The Hateful Eight - Recensione
Qualche anno dopo la Guerra Civile (1861-65), una diligenza corre attraverso il paesaggio nevoso del Wyoming. Al suo interno il cacciatore di taglie John Ruth (Kurt Russell) e la sua ultima cattura, la criminale Daisy Domergue (Jennifer Jason Leigh). A causa del tempo perso in incontri fortuiti, e per l'arrivo di una tempesta, sono costretti a fermarsi in uno sperduto emporio insieme ad altri loschi figuri.
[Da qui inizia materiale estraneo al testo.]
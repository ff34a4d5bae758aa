//! [`Args`] definitions.

use clap::Parser;

/// Terminal shell for browsing a real estate catalog.
#[derive(Debug, Parser)]
#[command(version, about, long_about = None)]
pub struct Args {
    /// Path to the configuration file.
    #[arg(short, long, default_value = "config.toml")]
    pub config: String,
}

impl Args {
    /// Parses command line arguments.
    ///
    /// # Errors
    ///
    /// Errors if failed to parse command line arguments.
    pub fn parse() -> Result<Self, clap::Error> {
        <Self as Parser>::try_parse()
    }
}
Ognuno di questi otto personaggi è in cerca di qualcosa o qualcuno, e non tutti dicono la verità...La pellicola è divisa in 6 capitoli e può contare su un cast ricco e di fedelissimi all'autore. Esclusi un Tim Roth che fa l'imitazione di Christoph Waltz, e un imbolsito Michael Madsen, il resto degli attori è in gran forma; su tutti J. J. Leigh, finalmente in un ruolo degno del suo talento, e Samuel L. Jackson che rifà il mitico Jules di "Pulp Fiction". Attenzione però, non fatevi ingannare dall'incipit panoramico, con magnifica musica di Ennio Morricone, e non alimentate la visione con false aspettative, perchè nei successivi minuti non troverete un omaggio al classico Western. "The hateful eight" è il film più politico del regista, che invece di far cavalcare la sua istrionica arte tra sconfinate praterie cinefile, rinchiude il suo estro creativo in un cinema da camera, nel quale purtroppo sminuisce il plus formale dell'Ultra Panavision 70 mm.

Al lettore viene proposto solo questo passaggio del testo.